DATA UNDER STUDY ::
<<<<

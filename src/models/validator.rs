//! Per-attribute validation.
//!
//! Raw values coming from the command line are checked and canonicalized
//! before they reach an issue's attribute log. Checks that depend on project
//! state (known components and releases) go through a [`Catalog`].

use crate::models::statistics::normalize_hours;
use crate::models::{IssueState, MASTER_NAME_KEY, MASTER_NAME_SERVER_KEY};
use crate::{Error, Result};

/// The project names that loose references are checked against.
pub trait Catalog {
    /// Whether `name` is one of the project's components.
    fn has_component(&self, name: &str) -> bool;

    /// Whether a release named exactly `name` exists.
    fn has_release(&self, name: &str) -> bool;

    /// Resolve a possibly abbreviated release name to the full name.
    fn find_release(&self, partial: &str) -> Option<&str>;
}

/// How a raw attribute value is validated.
#[derive(Debug, Clone, Copy, PartialEq, Eq)]
pub enum Validator {
    /// Any string
    Text,
    /// Non-negative decimal number
    Number,
    /// Decimal hours or `H:MM`, stored with three decimals
    Hours,
    /// One of the issue states
    State,
    /// An existing component
    Component,
    /// A component name not yet in use
    NewComponent,
    /// An existing release (partial names allowed) or blank
    ReleaseOrBlank,
    /// A release name not yet in use
    NewRelease,
    /// Written only by master name arbitration; always rejected
    Reserved,
}

impl Validator {
    /// The validator applied when setting an issue attribute.
    pub fn for_key(key: &str) -> Self {
        match key {
            "estimate" => Validator::Number,
            "actual" => Validator::Hours,
            "state" => Validator::State,
            "component" => Validator::Component,
            "release" => Validator::ReleaseOrBlank,
            MASTER_NAME_KEY | MASTER_NAME_SERVER_KEY => Validator::Reserved,
            _ => Validator::Text,
        }
    }

    /// Check `raw` and return the value to store.
    pub fn validate(&self, raw: &str, catalog: &dyn Catalog) -> Result<String> {
        match self {
            Validator::Text => Ok(raw.to_string()),
            Validator::Number => {
                let value: f64 = raw
                    .trim()
                    .parse()
                    .map_err(|_| Error::Validation(format!("Not a number: {}", raw)))?;
                if !value.is_finite() || value < 0.0 {
                    return Err(Error::Validation(format!(
                        "Expected a non-negative number, got: {}",
                        raw
                    )));
                }
                Ok(value.to_string())
            }
            Validator::Hours => normalize_hours(raw),
            Validator::State => {
                let state: IssueState = raw.parse()?;
                Ok(state.to_string())
            }
            Validator::Component => {
                if catalog.has_component(raw) {
                    Ok(raw.to_string())
                } else {
                    Err(Error::Validation(format!("Unknown component: {}", raw)))
                }
            }
            Validator::NewComponent => {
                let name = raw.trim();
                if name.is_empty() {
                    Err(Error::Validation("Component name cannot be blank".to_string()))
                } else if name.chars().take(2).any(|c| c.is_ascii_digit()) {
                    // Local names are prefix + ordinal; a digit in the prefix makes them ambiguous
                    Err(Error::Validation(format!(
                        "Component name cannot have a digit in its first two characters: {}",
                        name
                    )))
                } else if catalog.has_component(name) {
                    Err(Error::Validation(format!("Component already exists: {}", name)))
                } else {
                    Ok(name.to_string())
                }
            }
            Validator::ReleaseOrBlank => {
                if raw.is_empty() {
                    return Ok(String::new());
                }
                catalog
                    .find_release(raw)
                    .map(str::to_string)
                    .ok_or_else(|| Error::Validation(format!("Unknown release: {}", raw)))
            }
            Validator::NewRelease => {
                let name = raw.trim();
                if name.is_empty() {
                    Err(Error::Validation("Release name cannot be blank".to_string()))
                } else if catalog.has_release(name) {
                    Err(Error::Validation(format!("Release already exists: {}", name)))
                } else {
                    Ok(name.to_string())
                }
            }
            Validator::Reserved => Err(Error::Validation(
                "Master names are assigned by the master name server".to_string(),
            )),
        }
    }
}
//! Issue commands.

use chrono::{DateTime, Utc};
use serde::Serialize;

use super::{IssueSummary, Output, to_json_string};
use crate::Result;
use crate::cli::ListFilter;
use crate::models::{AttributeRecord, IssueState};
use crate::storage::Project;

/// Fields for a new issue. Optional fields are left unset when `None`.
#[derive(Debug, Default)]
pub struct NewIssue {
    pub title: String,
    pub description: Option<String>,
    pub estimate: Option<String>,
    pub component: Option<String>,
    pub release: Option<String>,
    pub owner: Option<String>,
}

/// File a new open issue and save it.
pub fn issue_add(project: &mut Project, new: NewIssue) -> Result<IssueSummary> {
    let mut values: Vec<(&str, &str)> = vec![
        ("title", new.title.as_str()),
        ("description", new.description.as_deref().unwrap_or("")),
        ("estimate", new.estimate.as_deref().unwrap_or("0")),
        ("state", IssueState::Open.as_str()),
    ];
    if let Some(ref component) = new.component {
        values.push(("component", component.as_str()));
    }
    if let Some(ref release) = new.release {
        values.push(("release", release.as_str()));
    }
    if let Some(ref owner) = new.owner {
        values.push(("owner", owner.as_str()));
    }

    let guid = project.create_issue();
    if let Err(e) = project.set_issue_values(guid, &values) {
        // Never saved, so only the in-memory copy needs dropping
        project.remove_issue(guid)?;
        return Err(e);
    }
    project.save_issue(guid)?;

    issue_summary(project, guid)
}

#[derive(Serialize)]
pub struct IssueRemoved {
    pub name: String,
    pub guid: String,
    pub title: String,
}

impl Output for IssueRemoved {
    fn to_json(&self) -> String {
        to_json_string(self)
    }

    fn to_human(&self) -> String {
        format!("Removed {} \"{}\"", self.name, self.title)
    }
}

/// Delete an issue and its record.
pub fn issue_remove(project: &mut Project, name: &str) -> Result<IssueRemoved> {
    let issue = project.find_issue(name)?;
    let removed = IssueRemoved {
        name: issue.name().to_string(),
        guid: issue.guid().to_string(),
        title: issue.title().to_string(),
    };
    let guid = issue.guid();
    project.remove_issue(guid)?;
    Ok(removed)
}

/// Validate and record attribute changes on an issue, then save it.
///
/// The returned summary carries the issue's name after the change, which
/// differs from `name` when its component moved.
pub fn issue_set(project: &mut Project, name: &str, values: &[(&str, &str)]) -> Result<IssueSummary> {
    let guid = project.find_issue(name)?.guid();
    project.set_issue_values(guid, values)?;
    project.save_issue(guid)?;
    issue_summary(project, guid)
}

/// Close an issue, recording the actual time when given.
pub fn issue_close(project: &mut Project, name: &str, actual: Option<&str>) -> Result<IssueSummary> {
    let mut values = vec![("state", IssueState::Closed.as_str())];
    if let Some(actual) = actual {
        values.push(("actual", actual));
    }
    issue_set(project, name, &values)
}

/// Reopen an issue.
pub fn issue_open(project: &mut Project, name: &str) -> Result<IssueSummary> {
    issue_set(project, name, &[("state", IssueState::Open.as_str())])
}

fn issue_summary(project: &Project, guid: uuid::Uuid) -> Result<IssueSummary> {
    project
        .issue(guid)
        .map(|issue| IssueSummary::new(issue, project))
        .ok_or_else(|| crate::Error::Validation(format!("No issue with GUID {}", guid)))
}

// === Show ===

#[derive(Serialize)]
pub struct IssueDetail {
    #[serde(flatten)]
    pub summary: IssueSummary,
    pub description: String,
    pub created_at: Option<DateTime<Utc>>,
    pub history: Vec<AttributeRecord>,
}

impl Output for IssueDetail {
    fn to_json(&self) -> String {
        to_json_string(self)
    }

    fn to_human(&self) -> String {
        let s = &self.summary;
        let mut lines = vec![
            format!("{} [{}] {}", s.name, s.state, s.title),
            format!("  GUID:      {}", s.guid),
            format!("  Component: {}", s.component),
            format!("  Release:   {}", s.release),
            format!("  Owner:     {}", s.owner),
            format!("  Estimate:  {}", s.estimate),
            format!("  Actual:    {}", s.actual),
        ];
        if !self.description.is_empty() {
            lines.push(String::new());
            lines.push(self.description.clone());
        }

        lines.push(String::new());
        lines.push(format!("History ({} changes):", self.history.len()));
        for record in &self.history {
            lines.push(format!(
                "  {} {} {} = {}",
                record.timestamp.format("%Y-%m-%d %H:%M"),
                record.user,
                record.key,
                record.value
            ));
        }
        lines.join("\n")
    }
}

/// Current values plus the full change history of an issue.
pub fn issue_show(project: &Project, name: &str) -> Result<IssueDetail> {
    let issue = project.find_issue(name)?;
    Ok(IssueDetail {
        summary: IssueSummary::new(issue, project),
        description: issue.description().to_string(),
        created_at: issue.created_at(),
        history: issue.log().records().to_vec(),
    })
}

// === List ===

#[derive(Serialize)]
pub struct IssueList {
    pub issues: Vec<IssueSummary>,
    pub count: usize,
}

impl Output for IssueList {
    fn to_json(&self) -> String {
        to_json_string(self)
    }

    fn to_human(&self) -> String {
        if self.issues.is_empty() {
            return "No issues found.".to_string();
        }
        let mut lines: Vec<String> = self.issues.iter().map(IssueSummary::line).collect();
        lines.push(format!("{} issue(s)", self.count));
        lines.join("\n")
    }
}

/// List issues in creation order.
///
/// `release` narrows to one release; a blank release selects unassigned issues.
pub fn issue_list(project: &Project, filter: ListFilter, release: Option<&str>) -> Result<IssueList> {
    let release = match release {
        Some("") => Some(""),
        Some(partial) => Some(project.find_release(partial)?.name()),
        None => None,
    };

    let issues: Vec<IssueSummary> = project
        .issues()
        .iter()
        .filter(|issue| match filter {
            ListFilter::All => true,
            ListFilter::Open => issue.state() == IssueState::Open,
            ListFilter::Closed => issue.state() == IssueState::Closed,
        })
        .filter(|issue| release.is_none_or(|r| issue.release(project) == r))
        .map(|issue| IssueSummary::new(issue, project))
        .collect();

    Ok(IssueList {
        count: issues.len(),
        issues,
    })
}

>>>>

Determine how many lines of the data above contain the string "IssueList", and answer with the number only.

TASK RESULT :: 4